PROBLEM REQUIREMENTS:
Look through the listing below and report how many lines contain "DirectionalLight", as a bare number.
-- Opening Marker --
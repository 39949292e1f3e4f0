// This Source Code Form is subject to the terms of the Mozilla Public
// License, v. 2.0. If a copy of the MPL was not distributed with this
// file, You can obtain one at https://mozilla.org/MPL/2.0/.

//! Renderer-neutral scene description
//!
//! A [`Scene`] carries everything an off-the-shelf renderer needs: the
//! element boxes with their materials, a ground plane, lighting, a sky
//! backdrop and an orbit camera. Coordinates are Y-up; a footprint's
//! `(x, y)` lands on the scene's `(x, z)`.

use crate::types::{Color, ElementKind, Material};
use floorplan_geometry::{plane_mesh, BoxPrimitive, Mesh, Point3, Vector3};
use serde::{Deserialize, Serialize};
use std::f64::consts::FRAC_PI_2;

/// One placed box
#[derive(Debug, Clone, PartialEq, Serialize, Deserialize)]
pub struct SceneBox {
    pub kind: ElementKind,
    /// Box center `[x, y, z]`
    pub position: [f64; 3],
    /// Full extents `[x, y, z]` before rotation
    pub size: [f64; 3],
    /// Rotation about the vertical axis in radians
    pub rotation_y: f64,
    pub material: Material,
    pub cast_shadow: bool,
    pub receive_shadow: bool,
}

impl SceneBox {
    /// Geometry primitive for tessellation. Extents are taken as magnitudes.
    pub fn primitive(&self) -> BoxPrimitive {
        let [x, y, z] = self.position;
        let [sx, sy, sz] = self.size;
        BoxPrimitive::new(
            Point3::new(x, y, z),
            Vector3::new(sx.abs(), sy.abs(), sz.abs()),
            self.rotation_y,
        )
    }

    /// Whether this box was turned a quarter turn to run along the depth axis
    pub fn is_rotated(&self) -> bool {
        self.rotation_y != 0.0
    }
}

/// Horizontal ground plane through the origin
#[derive(Debug, Clone, PartialEq, Serialize, Deserialize)]
pub struct GroundPlane {
    /// Extent along X and Z
    pub size: [f64; 2],
    pub position: [f64; 3],
    /// Rotation about X that lays a vertical plane flat
    pub rotation_x: f64,
    pub color: Color,
    pub receive_shadow: bool,
}

impl Default for GroundPlane {
    fn default() -> Self {
        Self {
            size: [5000.0, 5000.0],
            position: [0.0, 0.0, 0.0],
            rotation_x: -FRAC_PI_2,
            color: Color::rgb(0xF0, 0xF0, 0xF0),
            receive_shadow: true,
        }
    }
}

impl GroundPlane {
    pub fn to_mesh(&self) -> floorplan_geometry::Result<Mesh> {
        plane_mesh(self.size[0], self.size[1])
    }
}

#[derive(Debug, Clone, PartialEq, Serialize, Deserialize)]
pub struct AmbientLight {
    pub intensity: f32,
}

impl Default for AmbientLight {
    fn default() -> Self {
        Self { intensity: 0.4 }
    }
}

#[derive(Debug, Clone, PartialEq, Serialize, Deserialize)]
pub struct DirectionalLight {
    pub position: [f64; 3],
    pub intensity: f32,
    pub cast_shadow: bool,
    /// Shadow map resolution (square)
    pub shadow_map_size: u32,
}

impl Default for DirectionalLight {
    fn default() -> Self {
        Self {
            position: [300.0, 400.0, 300.0],
            intensity: 1.0,
            cast_shadow: true,
            shadow_map_size: 2048,
        }
    }
}

/// Sky backdrop
#[derive(Debug, Clone, PartialEq, Serialize, Deserialize)]
pub struct Sky {
    pub sun_position: [f64; 3],
}

impl Default for Sky {
    fn default() -> Self {
        Self {
            sun_position: [100.0, 50.0, 100.0],
        }
    }
}

/// Image-based lighting preset
#[derive(Debug, Clone, PartialEq, Serialize, Deserialize)]
pub struct Environment {
    pub preset: String,
    /// Whether the preset is also drawn as the background
    pub background: bool,
}

impl Default for Environment {
    fn default() -> Self {
        Self {
            preset: "sunset".to_string(),
            background: false,
        }
    }
}

#[derive(Debug, Clone, PartialEq, Serialize, Deserialize)]
pub struct Camera {
    pub position: [f64; 3],
    pub target: [f64; 3],
    /// Vertical field of view in degrees
    pub fov: f64,
}

impl Default for Camera {
    fn default() -> Self {
        Self {
            position: [0.0, 500.0, 1000.0],
            target: [0.0, 0.0, 0.0],
            fov: 55.0,
        }
    }
}

/// Orbit camera controls. `None` limits mean unconstrained.
#[derive(Debug, Clone, PartialEq, Serialize, Deserialize)]
pub struct OrbitControls {
    pub enable_rotate: bool,
    pub enable_pan: bool,
    pub enable_zoom: bool,
    pub min_distance: Option<f64>,
    pub max_distance: Option<f64>,
    pub min_polar_angle: Option<f64>,
    pub max_polar_angle: Option<f64>,
}

impl Default for OrbitControls {
    fn default() -> Self {
        Self {
            enable_rotate: true,
            enable_pan: true,
            enable_zoom: true,
            min_distance: None,
            max_distance: None,
            min_polar_angle: None,
            max_polar_angle: None,
        }
    }
}

/// Rendered/dropped counts for one element kind
#[derive(Debug, Clone, Copy, Default, PartialEq, Eq, Serialize, Deserialize)]
pub struct KindStats {
    pub rendered: usize,
    pub dropped: usize,
}

#[derive(Debug, Clone, Default, PartialEq, Eq, Serialize, Deserialize)]
pub struct SceneStats {
    pub walls: KindStats,
    pub doors: KindStats,
    pub windows: KindStats,
    pub furniture: KindStats,
}

impl SceneStats {
    pub fn get(&self, kind: ElementKind) -> KindStats {
        match kind {
            ElementKind::Wall => self.walls,
            ElementKind::Door => self.doors,
            ElementKind::Window => self.windows,
            ElementKind::Furniture => self.furniture,
        }
    }

    pub fn get_mut(&mut self, kind: ElementKind) -> &mut KindStats {
        match kind {
            ElementKind::Wall => &mut self.walls,
            ElementKind::Door => &mut self.doors,
            ElementKind::Window => &mut self.windows,
            ElementKind::Furniture => &mut self.furniture,
        }
    }

    pub fn total_rendered(&self) -> usize {
        ElementKind::ALL.iter().map(|k| self.get(*k).rendered).sum()
    }

    pub fn total_dropped(&self) -> usize {
        ElementKind::ALL.iter().map(|k| self.get(*k).dropped).sum()
    }
}

/// Complete scene handed to a renderer
#[derive(Debug, Clone, PartialEq, Serialize, Deserialize)]
pub struct Scene {
    /// Shadow rendering enabled on the canvas
    pub shadows: bool,
    pub camera: Camera,
    pub controls: OrbitControls,
    pub ambient_light: AmbientLight,
    pub directional_light: DirectionalLight,
    pub sky: Sky,
    pub environment: Environment,
    pub ground: GroundPlane,
    pub boxes: Vec<SceneBox>,
    pub stats: SceneStats,
}

impl Default for Scene {
    /// The fixed stage: camera, lights, sky and ground, with no elements
    fn default() -> Self {
        Self {
            shadows: true,
            camera: Camera::default(),
            controls: OrbitControls::default(),
            ambient_light: AmbientLight::default(),
            directional_light: DirectionalLight::default(),
            sky: Sky::default(),
            environment: Environment::default(),
            ground: GroundPlane::default(),
            boxes: Vec::new(),
            stats: SceneStats::default(),
        }
    }
}

/// A tessellated scene box
#[derive(Debug, Clone)]
pub struct ElementMesh<'a> {
    /// Index into [`Scene::boxes`]
    pub index: usize,
    pub element: &'a SceneBox,
    pub mesh: Mesh,
}

impl Scene {
    pub fn box_count(&self) -> usize {
        self.boxes.len()
    }

    pub fn boxes_of(&self, kind: ElementKind) -> impl Iterator<Item = &SceneBox> {
        self.boxes.iter().filter(move |b| b.kind == kind)
    }

    /// Tessellate every box. Boxes with a zero extent have no surface and
    /// are skipped.
    pub fn element_meshes(&self) -> Vec<ElementMesh<'_>> {
        self.boxes
            .iter()
            .enumerate()
            .filter_map(|(index, element)| {
                element
                    .primitive()
                    .to_mesh()
                    .ok()
                    .map(|mesh| ElementMesh {
                        index,
                        element,
                        mesh,
                    })
            })
            .collect()
    }
}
-- Closing Marker --
EXPECTED ANSWER:
4